START RECORD EXTRACTS

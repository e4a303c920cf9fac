//! Reads at each consistency level against scripted replicas.

mod common;

use std::time::Duration;

use common::*;
use replica_client::{
    ClientConfig, ConsistencyLevel, QuorumConfig, QuorumReader, ReplicaError, ResolvedReplicas,
    RetryConfig, StatusCode, SubStatus,
};
use tokio::time::Instant;
use url::Url;

const P: &str = "rntbd://replica-1:14000/p/0/r/1p/";
const S1: &str = "rntbd://replica-2:14000/p/0/r/2s/";
const S2: &str = "rntbd://replica-3:14000/p/0/r/3s/";
const S3: &str = "rntbd://replica-4:14000/p/0/r/4s/";

fn url(uri: &str) -> Url {
    Url::parse(uri).expect("valid url")
}

fn replicas(primary: &str, secondaries: &[&str]) -> ResolvedReplicas {
    let mut all = vec![url(primary)];
    all.extend(secondaries.iter().map(|uri| url(uri)));
    ResolvedReplicas {
        primary: Some(url(primary)),
        all,
    }
}

fn quorum_reader(transport: std::sync::Arc<ScriptedTransport>) -> QuorumReader {
    QuorumReader::new(transport, QuorumConfig::default(), Duration::from_secs(10))
}

#[tokio::test(start_paused = true)]
async fn test_strong_read_does_not_wait_for_slow_replica() {
    let h = harness(
        ClientConfig::default(),
        vec![address_set(&[(P, true), (S1, false), (S2, false), (S3, false)])],
        4,
        ConsistencyLevel::Strong,
    );
    for uri in [P, S1, S2, S3] {
        h.transport.always(uri, ok(10));
    }
    h.transport.delay(S3, Duration::from_secs(5));

    let start = Instant::now();
    let response = h.client.invoke(read()).await.expect("strong read should succeed");
    assert_eq!(response.lsn, 10);
    assert!(start.elapsed() < Duration::from_secs(5));
    assert_eq!(h.transport.calls_to(P), 1);
}

#[tokio::test(start_paused = true)]
async fn test_no_quorum_fails_gone_after_barrier_rounds() {
    init_tracing();
    let transport = ScriptedTransport::new();
    transport.always(P, ok(10));
    transport.always(S1, refused());
    transport.always(S2, refused());

    let reader = quorum_reader(transport.clone());
    let mut request = read();
    let err = reader
        .read(&mut request, &replicas(P, &[S1, S2]), 3, true)
        .await
        .expect_err("one vote is not a quorum");

    assert!(matches!(err, ReplicaError::Gone { .. }), "{err}");
    // initial round plus two barrier rounds
    assert_eq!(transport.calls_to(P), 3);
    assert_eq!(transport.calls_to(S1), 3);
}

#[tokio::test]
async fn test_too_few_replicas_for_quorum() {
    let transport = ScriptedTransport::new();
    let reader = quorum_reader(transport.clone());
    let mut request = read();

    let err = reader
        .read(&mut request, &replicas(P, &[S1]), 4, false)
        .await
        .expect_err("two of four replicas cannot form a quorum");
    assert!(matches!(err, ReplicaError::Gone { .. }), "{err}");
    assert!(transport.calls().is_empty());
}

#[tokio::test(start_paused = true)]
async fn test_strong_read_waits_for_global_commit() {
    init_tracing();
    let transport = ScriptedTransport::new();
    transport.script(P, [ok_committed(12, 12)]);
    transport.always(P, ok_committed(12, 12));
    for uri in [S1, S2] {
        // secondaries catch up between rounds
        transport.script(uri, [ok_committed(10, 10)]);
        transport.always(uri, ok_committed(12, 12));
    }

    let reader = quorum_reader(transport.clone());
    let mut request = read();
    let response = reader
        .read(&mut request, &replicas(P, &[S1, S2]), 3, true)
        .await
        .expect("barrier round should select");

    assert_eq!(response.lsn, 12);
    assert_eq!(request.context.quorum_selected_lsn, Some(12));
    assert_eq!(request.context.global_committed_selected_lsn, Some(12));
    assert_eq!(transport.calls_to(P), 2);
}

#[tokio::test]
async fn test_bounded_staleness_selects_majority_lsn() {
    let h = harness(
        ClientConfig::default(),
        vec![address_set(&[(P, true), (S1, false), (S2, false)])],
        3,
        ConsistencyLevel::BoundedStaleness,
    );
    h.transport.always(P, ok(8));
    h.transport.always(S1, ok(7));
    h.transport.always(S2, ok(7));

    let response = h.client.invoke(read()).await.expect("bounded read should succeed");
    assert_eq!(response.lsn, 7);
}

#[tokio::test]
async fn test_unavailable_replica_is_a_missing_vote() {
    let h = harness(
        ClientConfig::default(),
        vec![address_set(&[(P, true), (S1, false), (S2, false)])],
        3,
        ConsistencyLevel::BoundedStaleness,
    );
    h.transport.always(P, ok(10));
    h.transport.always(S1, failure(StatusCode::SERVICE_UNAVAILABLE, SubStatus::NONE));
    h.transport.always(S2, ok(10));

    let response = h.client.invoke(read()).await.expect("two votes form a quorum");
    assert_eq!(response.lsn, 10);
    assert_eq!(h.resolver.calls(), 1);
}

#[tokio::test(start_paused = true)]
async fn test_quorum_of_timed_out_replicas_fails_gone() {
    let transport = ScriptedTransport::new();
    transport.always(P, ok(10));
    transport.always(S1, failure(StatusCode::REQUEST_TIMEOUT, SubStatus::NONE));
    transport.always(S2, failure(StatusCode::SERVICE_UNAVAILABLE, SubStatus::NONE));

    let reader = quorum_reader(transport.clone());
    let mut request = read();
    let err = reader
        .read(&mut request, &replicas(P, &[S1, S2]), 3, false)
        .await
        .expect_err("one vote is not a quorum");
    assert!(matches!(err, ReplicaError::Gone { .. }), "{err}");
    assert_eq!(transport.calls_to(S1), 3);
}

#[tokio::test(start_paused = true)]
async fn test_session_read_retries_until_replica_catches_up() {
    let h = harness(
        ClientConfig::default(),
        vec![address_set(&[(P, true), (S1, false), (S2, false)])],
        3,
        ConsistencyLevel::Session,
    );
    for uri in [P, S1, S2] {
        h.transport.script(uri, [ok(15)]);
        h.transport.always(uri, ok(20));
    }

    let start = Instant::now();
    let response = h
        .client
        .invoke(read().with_session_lsn(20))
        .await
        .expect("session read should succeed once caught up");

    assert_eq!(response.lsn, 20);
    // every replica lagged once, then one answer sufficed
    assert_eq!(h.transport.calls().len(), 4);
    assert_eq!(start.elapsed(), Duration::from_millis(10));
    assert_eq!(h.resolver.calls(), 1);
}

#[tokio::test(start_paused = true)]
async fn test_session_read_gives_up_after_budget() {
    let config = ClientConfig::default()
        .with_retry(RetryConfig::default().with_retry_with_budget(Duration::from_millis(200)));
    let h = harness(
        config,
        vec![address_set(&[(P, true), (S1, false)])],
        2,
        ConsistencyLevel::Session,
    );
    h.transport.always(P, ok(3));
    h.transport.always(S1, ok(4));

    let err = h
        .client
        .invoke(read().with_session_lsn(9))
        .await
        .expect_err("replicas never reach the session");
    match err {
        ReplicaError::ServiceUnavailable { diagnostics, .. } => {
            assert!(diagnostics.attempts > 1);
            assert!(diagnostics.elapsed <= Duration::from_millis(200));
            let last = diagnostics.last_error.expect("last error should be kept");
            assert!(last.contains("session"), "{last}");
        }
        other => panic!("expected ServiceUnavailable, got {other:?}"),
    }
}

#[tokio::test]
async fn test_eventual_read_fails_over() {
    let h = harness(
        ClientConfig::default(),
        vec![address_set(&[(P, true), (S1, false), (S2, false)])],
        3,
        ConsistencyLevel::Eventual,
    );
    h.transport.always(P, refused());
    h.transport.always(S1, refused());
    h.transport.always(S2, ok(4));

    let response = h.client.invoke(read()).await.expect("eventual read should fail over");
    assert_eq!(response.lsn, 4);
    assert_eq!(h.transport.calls_to(S2), 1);
    assert!(h.transport.calls().len() <= 3);
    assert_eq!(h.resolver.calls(), 1);
}

#[tokio::test]
async fn test_eventual_read_fails_over_unavailable_replicas() {
    let h = harness(
        ClientConfig::default(),
        vec![address_set(&[(P, true), (S1, false), (S2, false)])],
        3,
        ConsistencyLevel::Eventual,
    );
    h.transport.always(P, failure(StatusCode::SERVICE_UNAVAILABLE, SubStatus::NONE));
    h.transport.always(S1, failure(StatusCode::REQUEST_TIMEOUT, SubStatus::NONE));
    h.transport.always(S2, ok(4));

    let response = h.client.invoke(read()).await.expect("eventual read should fail over");
    assert_eq!(response.lsn, 4);
    assert_eq!(h.transport.calls_to(S2), 1);
}

#[tokio::test]
async fn test_eventual_read_every_replica_unavailable() {
    let h = harness(
        ClientConfig::default(),
        vec![address_set(&[(P, true), (S1, false)])],
        2,
        ConsistencyLevel::Eventual,
    );
    h.transport.always(P, failure(StatusCode::SERVICE_UNAVAILABLE, SubStatus::NONE));
    h.transport.always(S1, failure(StatusCode::SERVICE_UNAVAILABLE, SubStatus::NONE));

    let err = h.client.invoke(read()).await.expect_err("no replica can serve");
    assert!(matches!(err, ReplicaError::ServiceUnavailable { .. }), "{err}");
    assert_eq!(h.transport.calls().len(), 2);
}

#[tokio::test]
async fn test_replica_index_targets_one_replica() {
    let h = harness(
        ClientConfig::default(),
        vec![address_set(&[(P, true), (S1, false), (S2, false)])],
        3,
        ConsistencyLevel::Eventual,
    );
    for uri in [P, S1, S2] {
        h.transport.always(uri, ok(6));
    }

    h.client
        .invoke(read().with_replica_index(2))
        .await
        .expect("indexed read should succeed");
    assert_eq!(h.transport.calls(), vec![S2.to_string()]);
}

END RECORD EXTRACTS

- _TASK PROMPT_: Going through the data above, state how many lines include the word "last"; only that number is needed.

- _ANSWER BOX_: 2